**Work instructions**
Two lines in the listing below mark the span: one contains "pub static DEFAULT_METADATA_TEXT: Lazy<String>" and one contains "pub static THUMBNAIL_URL: Lazy<String>". Reproduce both of them and everything between, exactly.

::: Given data :::

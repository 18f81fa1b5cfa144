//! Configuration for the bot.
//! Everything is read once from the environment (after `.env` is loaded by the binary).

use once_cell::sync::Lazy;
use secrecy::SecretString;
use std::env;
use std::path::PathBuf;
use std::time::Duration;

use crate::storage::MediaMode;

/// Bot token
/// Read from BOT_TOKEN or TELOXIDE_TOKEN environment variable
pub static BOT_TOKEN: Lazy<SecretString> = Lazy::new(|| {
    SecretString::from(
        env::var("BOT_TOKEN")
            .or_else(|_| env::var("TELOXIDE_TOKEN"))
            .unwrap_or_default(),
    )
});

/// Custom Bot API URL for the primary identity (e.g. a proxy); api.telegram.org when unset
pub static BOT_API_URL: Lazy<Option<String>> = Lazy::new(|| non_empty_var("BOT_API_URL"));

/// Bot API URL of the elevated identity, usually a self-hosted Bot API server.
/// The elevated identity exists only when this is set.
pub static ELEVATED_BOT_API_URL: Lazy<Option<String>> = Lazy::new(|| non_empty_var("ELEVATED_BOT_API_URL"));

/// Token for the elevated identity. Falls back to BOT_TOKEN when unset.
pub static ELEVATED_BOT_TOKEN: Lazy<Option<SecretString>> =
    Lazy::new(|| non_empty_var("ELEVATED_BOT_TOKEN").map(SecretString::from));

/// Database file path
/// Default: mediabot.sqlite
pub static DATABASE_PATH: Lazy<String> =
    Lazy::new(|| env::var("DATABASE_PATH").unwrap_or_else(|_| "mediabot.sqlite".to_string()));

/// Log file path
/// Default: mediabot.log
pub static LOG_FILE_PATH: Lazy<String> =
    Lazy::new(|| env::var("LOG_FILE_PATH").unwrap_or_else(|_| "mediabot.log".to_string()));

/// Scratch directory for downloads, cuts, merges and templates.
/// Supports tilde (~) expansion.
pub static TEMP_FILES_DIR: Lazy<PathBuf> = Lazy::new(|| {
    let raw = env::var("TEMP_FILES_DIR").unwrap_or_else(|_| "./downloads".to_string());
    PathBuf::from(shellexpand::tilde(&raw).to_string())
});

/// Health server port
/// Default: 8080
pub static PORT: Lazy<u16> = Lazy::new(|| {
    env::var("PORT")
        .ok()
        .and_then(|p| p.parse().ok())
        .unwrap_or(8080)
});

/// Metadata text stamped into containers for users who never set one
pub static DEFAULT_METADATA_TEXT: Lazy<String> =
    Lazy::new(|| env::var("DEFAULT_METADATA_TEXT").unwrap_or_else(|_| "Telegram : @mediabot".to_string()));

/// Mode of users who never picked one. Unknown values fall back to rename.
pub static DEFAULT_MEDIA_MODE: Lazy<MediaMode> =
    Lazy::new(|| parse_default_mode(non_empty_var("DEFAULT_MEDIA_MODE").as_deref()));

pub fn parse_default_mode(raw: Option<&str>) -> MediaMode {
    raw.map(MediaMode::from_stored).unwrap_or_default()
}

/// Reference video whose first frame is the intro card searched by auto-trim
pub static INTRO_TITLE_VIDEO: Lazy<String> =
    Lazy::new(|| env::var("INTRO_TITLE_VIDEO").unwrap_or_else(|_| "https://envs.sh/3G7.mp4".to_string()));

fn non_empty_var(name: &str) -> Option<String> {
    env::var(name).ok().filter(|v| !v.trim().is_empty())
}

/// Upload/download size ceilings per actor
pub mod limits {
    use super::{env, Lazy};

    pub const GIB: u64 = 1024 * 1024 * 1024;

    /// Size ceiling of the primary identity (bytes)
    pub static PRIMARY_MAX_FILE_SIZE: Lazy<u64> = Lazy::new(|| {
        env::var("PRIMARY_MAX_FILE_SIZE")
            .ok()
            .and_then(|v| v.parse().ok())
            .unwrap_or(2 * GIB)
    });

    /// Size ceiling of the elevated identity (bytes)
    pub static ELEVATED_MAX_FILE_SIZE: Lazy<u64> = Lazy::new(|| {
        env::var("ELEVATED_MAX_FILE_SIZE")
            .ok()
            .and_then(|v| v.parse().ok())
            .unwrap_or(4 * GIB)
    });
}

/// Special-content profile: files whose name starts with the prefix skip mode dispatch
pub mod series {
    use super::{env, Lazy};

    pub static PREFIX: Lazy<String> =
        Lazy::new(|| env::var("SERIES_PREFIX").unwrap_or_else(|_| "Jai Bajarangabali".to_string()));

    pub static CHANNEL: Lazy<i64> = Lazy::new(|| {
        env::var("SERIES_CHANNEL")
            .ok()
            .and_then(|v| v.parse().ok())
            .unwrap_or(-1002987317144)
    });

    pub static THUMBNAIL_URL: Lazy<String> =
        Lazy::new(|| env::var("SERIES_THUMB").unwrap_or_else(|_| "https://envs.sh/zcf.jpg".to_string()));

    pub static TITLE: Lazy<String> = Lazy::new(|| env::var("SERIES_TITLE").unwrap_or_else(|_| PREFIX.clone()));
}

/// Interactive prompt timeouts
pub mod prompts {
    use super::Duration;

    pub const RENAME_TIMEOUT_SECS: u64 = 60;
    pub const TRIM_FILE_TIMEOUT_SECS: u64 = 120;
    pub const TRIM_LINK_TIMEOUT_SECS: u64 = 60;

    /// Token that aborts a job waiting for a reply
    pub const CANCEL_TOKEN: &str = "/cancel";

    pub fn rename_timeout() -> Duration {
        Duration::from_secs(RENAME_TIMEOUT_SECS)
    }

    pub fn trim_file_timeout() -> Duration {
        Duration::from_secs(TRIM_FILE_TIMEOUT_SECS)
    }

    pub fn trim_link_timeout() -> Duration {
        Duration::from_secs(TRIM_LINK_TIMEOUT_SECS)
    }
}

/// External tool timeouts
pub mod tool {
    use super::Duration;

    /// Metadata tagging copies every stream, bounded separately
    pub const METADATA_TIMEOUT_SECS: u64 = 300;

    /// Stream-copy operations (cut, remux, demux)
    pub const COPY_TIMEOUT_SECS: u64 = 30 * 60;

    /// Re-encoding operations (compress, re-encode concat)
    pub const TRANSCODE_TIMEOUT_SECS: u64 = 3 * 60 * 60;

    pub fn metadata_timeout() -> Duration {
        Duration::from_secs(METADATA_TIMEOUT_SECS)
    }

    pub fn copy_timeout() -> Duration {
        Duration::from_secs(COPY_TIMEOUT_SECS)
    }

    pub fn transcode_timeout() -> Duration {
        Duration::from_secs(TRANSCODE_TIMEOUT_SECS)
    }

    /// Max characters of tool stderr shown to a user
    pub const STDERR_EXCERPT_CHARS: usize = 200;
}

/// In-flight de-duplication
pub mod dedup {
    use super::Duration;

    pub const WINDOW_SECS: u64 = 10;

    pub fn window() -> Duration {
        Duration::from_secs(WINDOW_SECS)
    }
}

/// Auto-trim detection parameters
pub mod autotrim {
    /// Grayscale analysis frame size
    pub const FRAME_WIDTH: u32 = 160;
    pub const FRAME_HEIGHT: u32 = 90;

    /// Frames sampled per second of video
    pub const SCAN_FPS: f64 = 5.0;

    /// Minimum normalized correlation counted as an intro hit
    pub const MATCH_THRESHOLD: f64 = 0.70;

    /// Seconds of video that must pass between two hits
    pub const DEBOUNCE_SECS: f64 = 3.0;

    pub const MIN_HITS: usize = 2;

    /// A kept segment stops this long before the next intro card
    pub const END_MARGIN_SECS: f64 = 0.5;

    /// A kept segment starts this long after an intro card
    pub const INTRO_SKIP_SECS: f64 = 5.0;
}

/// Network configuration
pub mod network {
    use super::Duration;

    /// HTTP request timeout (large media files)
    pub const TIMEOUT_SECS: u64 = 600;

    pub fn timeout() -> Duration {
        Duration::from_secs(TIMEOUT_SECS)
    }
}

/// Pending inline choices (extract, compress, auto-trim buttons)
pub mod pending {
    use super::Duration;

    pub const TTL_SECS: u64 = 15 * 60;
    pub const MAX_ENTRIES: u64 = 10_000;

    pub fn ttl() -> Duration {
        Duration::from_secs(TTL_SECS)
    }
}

:::

**Result for this task**
pub static DEFAULT_METADATA_TEXT: Lazy<String> =
    Lazy::new(|| env::var("DEFAULT_METADATA_TEXT").unwrap_or_else(|_| "Telegram : @mediabot".to_string()));

/// Mode of users who never picked one. Unknown values fall back to rename.
pub static DEFAULT_MEDIA_MODE: Lazy<MediaMode> =
    Lazy::new(|| parse_default_mode(non_empty_var("DEFAULT_MEDIA_MODE").as_deref()));

pub fn parse_default_mode(raw: Option<&str>) -> MediaMode {
    raw.map(MediaMode::from_stored).unwrap_or_default()
}

/// Reference video whose first frame is the intro card searched by auto-trim
pub static INTRO_TITLE_VIDEO: Lazy<String> =
    Lazy::new(|| env::var("INTRO_TITLE_VIDEO").unwrap_or_else(|_| "https://envs.sh/3G7.mp4".to_string()));

fn non_empty_var(name: &str) -> Option<String> {
    env::var(name).ok().filter(|v| !v.trim().is_empty())
}

/// Upload/download size ceilings per actor
pub mod limits {
    use super::{env, Lazy};

    pub const GIB: u64 = 1024 * 1024 * 1024;

    /// Size ceiling of the primary identity (bytes)
    pub static PRIMARY_MAX_FILE_SIZE: Lazy<u64> = Lazy::new(|| {
        env::var("PRIMARY_MAX_FILE_SIZE")
            .ok()
            .and_then(|v| v.parse().ok())
            .unwrap_or(2 * GIB)
    });

    /// Size ceiling of the elevated identity (bytes)
    pub static ELEVATED_MAX_FILE_SIZE: Lazy<u64> = Lazy::new(|| {
        env::var("ELEVATED_MAX_FILE_SIZE")
            .ok()
            .and_then(|v| v.parse().ok())
            .unwrap_or(4 * GIB)
    });
}

/// Special-content profile: files whose name starts with the prefix skip mode dispatch
pub mod series {
    use super::{env, Lazy};

    pub static PREFIX: Lazy<String> =
        Lazy::new(|| env::var("SERIES_PREFIX").unwrap_or_else(|_| "Jai Bajarangabali".to_string()));

    pub static CHANNEL: Lazy<i64> = Lazy::new(|| {
        env::var("SERIES_CHANNEL")
            .ok()
            .and_then(|v| v.parse().ok())
            .unwrap_or(-1002987317144)
    });

    pub static THUMBNAIL_URL: Lazy<String> =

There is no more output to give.